De Goede’s journey to this point has certainly been an interesting one. The daughter of two former Canada captains, Stephanie White and Hans de Goede, her earliest memories are of being on a rugby pitch, helping her parents to put out cones for training.

She idolised All Blacks legends Dan Carter and Richie McCaw growing up and having begun her own playing career as a scrum-half, at one stage looked destined to follow in the footsteps of the former as an accomplished fly-half.

De Goede’s accuracy from the kicking tee is a reminder of those earlier days spent in the half-backs, a skill that continued to be nurtured even after she “started to fill out into my body” and was moved by a former coach to number eight in her late teens.

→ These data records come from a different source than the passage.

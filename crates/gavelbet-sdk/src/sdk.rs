use std::sync::Arc;
use std::time::{Duration, SystemTime, UNIX_EPOCH};

use crate::address::Address;
use crate::assembly::{FinalizeInputs, finalize};
use crate::auction::{
    AuctionState, BidParams, DeployAuctionParams, EndParams, StartParams, WithdrawParams,
    build_bid_tx, build_deploy_auction_tx, build_end_tx, build_start_tx, build_withdraw_tx,
    check_bid,
};
use crate::bet::{
    BetState, DeployBetParams, JoinParams, TimeoutParams, WinParams, build_deploy_bet_tx,
    build_join_tx, build_timeout_tx, build_win_tx, pick_winner,
};
use crate::chain::ChainBackend;
use crate::contract::CompiledValidator;
use crate::error::{Error, Result};
use crate::hashing::{KeyHash, TxId};
use crate::ledger::UnspentOutput;
use crate::locator::{Located, find_all_by_predicate, find_by_state};
use crate::network::Network;
use crate::params::BuildConfig;
use crate::plutus::{FromPlutusData, ToPlutusData};
use crate::signing::collect_signatures;
use crate::submit::{RetryPolicy, await_visible, submit};
use crate::tx::{TxDraft, UnsignedTransaction};
use crate::wallet::{TxSigner, Wallet};

/// Source of the current time in POSIX milliseconds.
pub trait Clock: Send + Sync {
    fn now_ms(&self) -> u64;
}

pub struct SystemClock;

impl Clock for SystemClock {
    fn now_ms(&self) -> u64 {
        SystemTime::now()
            .duration_since(UNIX_EPOCH)
            .map(|d| d.as_millis() as u64)
            .unwrap_or_default()
    }
}

/// Result of a deploy: the locked output and the state it carries.
#[derive(Debug, Clone)]
pub struct DeployResult<S> {
    pub tx_id: TxId,
    pub state: S,
    pub output: UnspentOutput,
}

/// Result of an auction transition.
#[derive(Debug, Clone)]
pub struct AuctionActionResult {
    pub tx_id: TxId,
    pub previous_state: AuctionState,
    /// Live state left at the contract, `None` once the auction output is gone.
    pub new_state: Option<AuctionState>,
    /// Outputs of the transaction once the provider shows them.
    pub outputs: Vec<UnspentOutput>,
}

/// Result of a bet transition.
#[derive(Debug, Clone)]
pub struct BetActionResult {
    pub tx_id: TxId,
    pub previous_state: BetState,
    pub new_state: Option<BetState>,
    /// Set when the oracle settled the bet.
    pub winner: Option<KeyHash>,
    pub outputs: Vec<UnspentOutput>,
}

/// Entry point for both contract families.
///
/// Every flow re-locates the current contract output immediately before
/// building, so a stale state fails with `Error::NotFound` instead of
/// producing a transaction the validator would reject.
pub struct GavelbetSdk {
    chain: Arc<dyn ChainBackend>,
    network: Network,
    auction: CompiledValidator,
    bet: CompiledValidator,
    build_config: BuildConfig,
    retry: RetryPolicy,
    clock: Arc<dyn Clock>,
}
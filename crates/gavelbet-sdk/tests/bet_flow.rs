use std::sync::Arc;
use std::time::Duration;

use gavelbet_sdk::testing::{MockLedger, TEST_NOW_MS, auction_validator, bet_validator};
use gavelbet_sdk::{
    Address, BetState, ChainBackend, Error, GavelbetSdk, KeySigner, KeyWallet, MIN_DEPOSIT,
    Network, RetryPolicy, Value, find_by_state,
};

const WAGER: u64 = 1_000_000;
const HOUR_MS: u64 = 3_600_000;

struct Env {
    ledger: Arc<MockLedger>,
    sdk: GavelbetSdk,
    player1: KeyWallet,
    player2: KeySigner,
    oracle: KeySigner,
}

async fn setup() -> Env {
    let ledger = Arc::new(MockLedger::new(Network::Preview));
    let chain: Arc<dyn ChainBackend> = ledger.clone();
    let sdk = GavelbetSdk::new(chain.clone(), Network::Preview, auction_validator(), bet_validator())
        .unwrap()
        .with_retry_policy(RetryPolicy::fixed(5, Duration::from_millis(1)))
        .with_clock(ledger.clone());
    let player1 = KeyWallet::new(
        KeySigner::generate(&mut rand::thread_rng()),
        Network::Preview,
        chain,
    );
    ledger
        .fund(player1.address(), Value::lovelace(50_000_000))
        .await;
    Env {
        ledger,
        sdk,
        player1,
        player2: KeySigner::generate(&mut rand::thread_rng()),
        oracle: KeySigner::generate(&mut rand::thread_rng()),
    }
}

async fn deploy_and_join(env: &Env) -> BetState {
    let deployed = env
        .sdk
        .deploy_bet(
            &env.player1,
            env.oracle.public_key_hash(),
            env.player2.public_key_hash(),
            WAGER,
            TEST_NOW_MS + HOUR_MS,
        )
        .await
        .unwrap();
    assert!(!deployed.state.is_joined);
    assert_eq!(deployed.output.coin(), MIN_DEPOSIT);

    let joined = env
        .sdk
        .join_bet(&env.player1, &env.player2, &deployed.state)
        .await
        .unwrap();
    joined.new_state.unwrap()
}

fn address_of(signer: &KeySigner) -> Address {
    signer.enterprise_address(Network::Preview)
}

#[tokio::test]
async fn join_doubles_the_wager() {
    let env = setup().await;
    let joined = deploy_and_join(&env).await;

    let locked = find_by_state(&*env.ledger, env.sdk.bet_validator().address(), &joined)
        .await
        .unwrap();
    assert_eq!(locked.coin(), 2 * WAGER);
    let decoded: BetState = locked.decode_state().unwrap();
    assert!(decoded.is_joined);
    assert_eq!(decoded.player2, env.player2.public_key_hash());
}

#[tokio::test]
async fn win_pays_the_pot_and_closes_the_bet() {
    let env = setup().await;
    let joined = deploy_and_join(&env).await;

    let settled = env
        .sdk
        .settle_bet(
            &env.player1,
            &env.oracle,
            &joined,
            Some(env.player2.public_key_hash()),
        )
        .await
        .unwrap();
    assert_eq!(settled.winner, Some(env.player2.public_key_hash()));
    assert!(settled.new_state.is_none());

    assert_eq!(env.ledger.balance(&address_of(&env.player2)).await, 2 * WAGER);
    assert!(env.sdk.list_bets(|_| true).await.unwrap().is_empty());
}

#[tokio::test]
async fn oracle_draws_a_player() {
    let env = setup().await;
    let joined = deploy_and_join(&env).await;

    let settled = env
        .sdk
        .settle_bet(&env.player1, &env.oracle, &joined, None)
        .await
        .unwrap();
    let winner = settled.winner.unwrap();
    assert!(joined.is_player(&winner));
}

#[tokio::test]
async fn only_the_oracle_settles() {
    let env = setup().await;
    let joined = deploy_and_join(&env).await;

    let err = env
        .sdk
        .settle_bet(&env.player1, &env.player2, &joined, Some(joined.player1))
        .await
        .unwrap_err();
    assert!(matches!(err, Error::Authorization(_)));
}

#[tokio::test]
async fn join_checks_the_counterparty_key() {
    let env = setup().await;
    let deployed = env
        .sdk
        .deploy_bet(
            &env.player1,
            env.oracle.public_key_hash(),
            env.player2.public_key_hash(),
            WAGER,
            TEST_NOW_MS + HOUR_MS,
        )
        .await
        .unwrap();

    let err = env
        .sdk
        .join_bet(&env.player1, &env.oracle, &deployed.state)
        .await
        .unwrap_err();
    assert!(matches!(err, Error::Authorization(_)));
}

#[tokio::test]
async fn timeout_waits_for_the_deadline() {
    let env = setup().await;
    let joined = deploy_and_join(&env).await;

    let queries = env.ledger.by_tx_queries();
    let err = env
        .sdk
        .timeout_bet(&env.player1, &env.player2, &joined)
        .await
        .unwrap_err();
    assert!(matches!(err, Error::Timing(_)));
    assert_eq!(env.ledger.by_tx_queries(), queries);

    env.ledger.set_now_ms(joined.deadline);
    env.sdk
        .timeout_bet(&env.player1, &env.player2, &joined)
        .await
        .unwrap();
    assert_eq!(env.ledger.balance(&address_of(&env.player2)).await, WAGER);
    assert!(env.sdk.list_bets(|_| true).await.unwrap().is_empty());
}

#[tokio::test]
async fn win_before_join_is_rejected() {
    let env = setup().await;
    let deployed = env
        .sdk
        .deploy_bet(
            &env.player1,
            env.oracle.public_key_hash(),
            env.player2.public_key_hash(),
            WAGER,
            TEST_NOW_MS + HOUR_MS,
        )
        .await
        .unwrap();

    let err = env
        .sdk
        .settle_bet(&env.player1, &env.oracle, &deployed.state, Some(deployed.state.player1))
        .await
        .unwrap_err();
    assert!(matches!(err, Error::BetNotJoined));
}

#[tokio::test(start_paused = true)]
async fn timeout_runs_once_the_deadline_timer_fires() {
    let env = setup().await;
    env.ledger.follow_runtime_clock();
    let joined = deploy_and_join(&env).await;

    let early = env
        .sdk
        .timeout_bet(&env.player1, &env.player2, &joined)
        .await
        .unwrap_err();
    assert!(matches!(early, Error::Timing(_)));

    let remaining = joined.deadline - env.sdk.now_ms();
    let timer = tokio::time::Instant::now();
    env.sdk
        .timeout_bet_at_deadline(&env.player1, &env.player2, &joined)
        .await
        .unwrap();
    assert!(timer.elapsed() >= Duration::from_millis(remaining));
    assert_eq!(env.ledger.balance(&address_of(&env.player2)).await, WAGER);
    assert!(env.sdk.list_bets(|_| true).await.unwrap().is_empty());
}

“Sometimes I find myself playing a bit of a ten role in and around the pitch,” De Goede admits. “I have to remind myself to jump back into the mix!”

Despite her lineage, it was not always guaranteed that De Goede would sign up for the family business and become an international rugby player.

The list of sports she played in school is as long as it is varied, and she would excel as a power forward for the Queen’s Gaels basketball team when not starring for the Ontario university at rugby.

Ultimately, though, it was the physicality of the latter sport that proved decisive. “When I was struggling on the rugby pitch, I just wanted to go shoot hoops and relax a bit to just kind of be in your own head,” De Goede says.

“But I was never known as the best shooter, so when my shots weren’t falling on the basketball court, I always just wanted to go hit someone on the rugby pitch. And eventually that sentiment won out.”

Basketball’s loss has most definitely been rugby’s gain and it is easy to forget, given the maturity with which she speaks and the fact that 21 of her 29 test caps have been won as captain, that De Goede is still only 24.

However, while becoming the face of Canadian rugby, it has been beneficial to be able to call on the advice of two people who know what it takes to captain your country, on and off the field.

“I have so many incredible people in my life to lean on, but none are of more importance to me than my parents,” De Goede says. “They’ve been with me every step of the way.

“They probably know how I think, feel and operate better than I do. And so, they’re really good guidance for me when times are good, but especially when times are tougher, and I have to navigate different challenges.

“They’ve been in these shoes before and so I definitely can rely on them both for guidance about on-field decision making and the way that you need to act and play.

“But honestly, I find the job of a captain is the toughest off field, and I think that’s where I’ve really been able to lean on them and learn about that kind of relationship building and conflict resolution and all that good stuff. So, it’s been really good to have them as a resource and I’m definitely lucky.”

Saracens fans will hope that if De Goede can put those learnings into practice in North London then the Canadian will get an opportunity to finish what she started back in 2020.